Saved entries
//! Reservation ledger trait.

use async_trait::async_trait;
use campus_gsr_core::{Booking, BookingId, Reservation, ReservationId, Result, UserId};
use chrono::{DateTime, TimeDelta, Utc};

/// Owns Reservation aggregates and their Bookings.
///
/// A Reservation never exists without at least one Booking: the row is
/// created together with its first Booking.
#[async_trait]
pub trait ReservationStore: Send + Sync {
    /// Insert `reservation` (its `bookings` field is ignored) and `first` in
    /// one transaction.
    ///
    /// # Errors
    ///
    /// - `Conflict` if the reservation or upstream booking ID already exists
    /// - `Storage` on database failure
    async fn create_reservation(&self, reservation: &Reservation, first: &Booking) -> Result<()>;

    /// Append a Booking to an existing Reservation.
    ///
    /// # Errors
    ///
    /// - `NotFound` if the parent Reservation does not exist
    /// - `Conflict` if the upstream booking ID already exists
    /// - `Storage` on database failure
    async fn append_booking(&self, booking: &Booking) -> Result<()>;

    /// Booking by local ID.
    ///
    /// # Errors
    ///
    /// `Storage` on database failure.
    async fn booking(&self, id: BookingId) -> Result<Option<Booking>>;

    /// Booking by upstream booking ID.
    ///
    /// # Errors
    ///
    /// `Storage` on database failure.
    async fn booking_by_upstream_id(&self, upstream_id: &str) -> Result<Option<Booking>>;

    /// Reservation with its Bookings in temporal order.
    ///
    /// # Errors
    ///
    /// `Storage` on database failure.
    async fn reservation(&self, id: ReservationId) -> Result<Option<Reservation>>;

    /// Bookings of one Reservation in temporal order.
    ///
    /// # Errors
    ///
    /// `Storage` on database failure.
    async fn bookings_for_reservation(&self, id: ReservationId) -> Result<Vec<Booking>>;

    /// Mark a Booking cancelled, and its Reservation too once every sibling
    /// is cancelled. Returns whether the Reservation is now cancelled.
    ///
    /// # Errors
    ///
    /// - `NotFound` if the Booking does not exist
    /// - `Storage` on database failure
    async fn cancel_booking(&self, id: BookingId) -> Result<bool>;

    /// Non-cancelled bookings acted by `user` with `end >= now`.
    ///
    /// # Errors
    ///
    /// `Storage` on database failure.
    async fn active_bookings_for_user(&self, user: UserId, now: DateTime<Utc>) -> Result<Vec<Booking>>;

    /// Non-cancelled bookings acted by `user` intersecting `[from, to)`.
    ///
    /// # Errors
    ///
    /// `Storage` on database failure.
    async fn bookings_for_user_between(
        &self,
        user: UserId,
        from: DateTime<Utc>,
        to: DateTime<Utc>,
    ) -> Result<Vec<Booking>>;

    /// Non-cancelled bookings with `end >= now` acted by `user`, plus those
    /// under reservations `user` created when `include_created` is set.
    /// Ordered by start.
    ///
    /// # Errors
    ///
    /// `Storage` on database failure.
    async fn list_bookings(&self, user: UserId, include_created: bool, now: DateTime<Utc>) -> Result<Vec<Booking>>;

    /// Non-cancelled reservations without a reminder whose start lies in
    /// `[now, now + lead)`.
    ///
    /// # Errors
    ///
    /// `Storage` on database failure.
    async fn due_reminders(&self, now: DateTime<Utc>, lead: TimeDelta) -> Result<Vec<Reservation>>;

    /// Flag a reservation's reminder as sent.
    ///
    /// # Errors
    ///
    /// - `NotFound` if the Reservation does not exist
    /// - `Storage` on database failure
    async fn mark_reminder_sent(&self, id: ReservationId) -> Result<()>;
}
//! # Campus GSR Testing
//!
//! Testing utilities for the GSR booking crates.
//!
//! This crate provides:
//! - Deterministic implementations of the environment traits
//!   ([`FixedClock`], [`ManualClock`], [`PinnedRandom`])
//! - Fixture builders for users, memberships and rooms
//! - proptest strategies for booking intervals and credits
//!
//! ## Example
//!
//! ```
//! use campus_gsr_testing::{fixtures, test_clock};
//! use campus_gsr_core::Clock;
//!
//! let clock = test_clock();
//! let alice = fixtures::user("alice", "alice@seas.upenn.edu");
//! assert_eq!(clock.now(), fixtures::local(2025, 3, 10, 8, 0));
//! assert_eq!(alice.username, "alice");
//! ```

use chrono::{DateTime, TimeDelta, Utc};
use campus_gsr_core::{Clock, RandomSource};
use std::sync::atomic::{AtomicU8, Ordering};
use std::sync::{PoisonError, RwLock};

/// Mock implementations of environment traits.
pub mod mocks {
    use super::{AtomicU8, Clock, DateTime, Ordering, PoisonError, RandomSource, RwLock, TimeDelta, Utc};

    /// Fixed clock for deterministic tests
    ///
    /// Always returns the same time, making tests reproducible.
    #[derive(Debug, Clone)]
    pub struct FixedClock {
        time: DateTime<Utc>,
    }

    impl FixedClock {
        /// Create a new fixed clock with the given time
        #[must_use]
        pub const fn new(time: DateTime<Utc>) -> Self {
            Self { time }
        }
    }

    impl Clock for FixedClock {
        fn now(&self) -> DateTime<Utc> {
            self.time
        }
    }

    /// Clock that only moves when told to.
    ///
    /// Used for expiry tests (tokens, directory cache, share codes).
    #[derive(Debug)]
    pub struct ManualClock {
        time: RwLock<DateTime<Utc>>,
    }

    impl ManualClock {
        /// Start at `time`.
        #[must_use]
        pub const fn new(time: DateTime<Utc>) -> Self {
            Self {
                time: RwLock::new(time),
            }
        }

        /// Move forward by `delta`.
        pub fn advance(&self, delta: TimeDelta) {
            let mut time = self.time.write().unwrap_or_else(PoisonError::into_inner);
            *time += delta;
        }

        /// Jump to `time`.
        pub fn set(&self, time: DateTime<Utc>) {
            *self.time.write().unwrap_or_else(PoisonError::into_inner) = time;
        }
    }

    impl Clock for ManualClock {
        fn now(&self) -> DateTime<Utc> {
            *self.time.read().unwrap_or_else(PoisonError::into_inner)
        }
    }

    /// Randomness with pinned outcomes.
    ///
    /// `below(n)` always returns `n - 1`, which makes a Fisher–Yates shuffle
    /// the identity. Byte fills come from a counter advanced by `step` per
    /// call; a step of zero yields the same bytes every time.
    #[derive(Debug)]
    pub struct PinnedRandom {
        next: AtomicU8,
        step: u8,
    }

    impl PinnedRandom {
        /// Distinct bytes on every fill.
        #[must_use]
        pub const fn new() -> Self {
            Self {
                next: AtomicU8::new(0),
                step: 1,
            }
        }

        /// Identical bytes on every fill, to force code collisions.
        #[must_use]
        pub const fn constant(byte: u8) -> Self {
            Self {
                next: AtomicU8::new(byte),
                step: 0,
            }
        }
    }

    impl Default for PinnedRandom {
        fn default() -> Self {
            Self::new()
        }
    }

    impl RandomSource for PinnedRandom {
        fn below(&self, bound: usize) -> usize {
            bound.saturating_sub(1)
        }

        fn fill_bytes(&self, dest: &mut [u8]) {
            let byte = self.next.fetch_add(self.step, Ordering::SeqCst);
            dest.fill(byte);
        }
    }

    /// Default fixed clock for tests: 2025-03-10 08:00 in New York.
    #[must_use]
    pub fn test_clock() -> FixedClock {
        FixedClock::new(crate::fixtures::local(2025, 3, 10, 8, 0))
    }
}

/// Fixture builders for domain values.
pub mod fixtures {
    use campus_gsr_core::{Entitlement, GroupId, GroupMember, Room, RoomId, RoomKind, User, UserId};
    use chrono::{DateTime, TimeZone, Utc};
    use chrono_tz::America::New_York;

    /// Instant at a New York wall-clock time.
    ///
    /// # Panics
    ///
    /// Panics on a non-existent local time (only inside the DST gap).
    #[must_use]
    #[allow(clippy::expect_used)]
    pub fn local(year: i32, month: u32, day: u32, hour: u32, minute: u32) -> DateTime<Utc> {
        New_York
            .with_ymd_and_hms(year, month, day, hour, minute, 0)
            .single()
            .expect("fixture times avoid the DST gap")
            .with_timezone(&Utc)
    }

    /// User with unknown entitlements.
    #[must_use]
    pub fn user(username: &str, email: &str) -> User {
        User {
            id: UserId::new(),
            username: username.to_string(),
            first_name: username.to_string(),
            last_name: "Quaker".to_string(),
            email: email.to_string(),
            directory_id: None,
            is_wharton: Entitlement::Unknown,
            is_engineering: Entitlement::Unknown,
        }
    }

    /// User entitled to Wharton rooms.
    #[must_use]
    pub fn wharton_user(username: &str) -> User {
        User {
            is_wharton: Entitlement::Yes,
            ..user(username, &format!("{username}@wharton.upenn.edu"))
        }
    }

    /// Accepted membership mirroring the user's entitlements.
    #[must_use]
    pub fn member(user: &User, group: GroupId) -> GroupMember {
        GroupMember {
            user: user.clone(),
            group,
            accepted: true,
            pennkey_allowed: true,
            is_wharton: user.is_wharton,
            is_engineering: user.is_engineering,
        }
    }

    /// Active catalog room.
    #[must_use]
    pub fn room(id: i64, kind: RoomKind, lid: &str, gid: &str) -> Room {
        Room {
            id: RoomId(id),
            name: format!("Location {lid}"),
            kind,
            lid: lid.to_string(),
            gid: gid.to_string(),
            image_url: None,
            active: true,
        }
    }
}

/// Property-based testing strategies.
pub mod properties {
    use chrono::TimeDelta;
    use proptest::prelude::*;

    /// Credit in whole minutes, up to three hours, possibly exhausted.
    pub fn credit_minutes() -> impl Strategy<Value = TimeDelta> {
        (-30i64..=180).prop_map(TimeDelta::minutes)
    }

    /// Requested reservation length in 30-minute slots, 30 min to 6 h.
    pub fn request_length() -> impl Strategy<Value = TimeDelta> {
        (1i64..=12).prop_map(|slots| TimeDelta::minutes(slots * 30))
    }
}

/// Install a test tracing subscriber once. Output goes to the test harness.
pub fn init_tracing() {
    let _ = tracing_subscriber::fmt()
        .with_test_writer()
        .with_env_filter(tracing_subscriber::EnvFilter::from_default_env())
        .try_init();
}

// Re-export commonly used items
pub use mocks::{FixedClock, ManualClock, PinnedRandom, test_clock};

### Task requirements
Please transcribe the data above without changes, from its first line to its "field is ignored)" line, and leave out anything past that.

### Solution to this task
//! Reservation ledger trait.

use async_trait::async_trait;
use campus_gsr_core::{Booking, BookingId, Reservation, ReservationId, Result, UserId};
use chrono::{DateTime, TimeDelta, Utc};

/// Owns Reservation aggregates and their Bookings.
///
/// A Reservation never exists without at least one Booking: the row is
/// created together with its first Booking.
#[async_trait]
pub trait ReservationStore: Send + Sync {
    /// Insert `reservation` (its `bookings` field is ignored) and `first` in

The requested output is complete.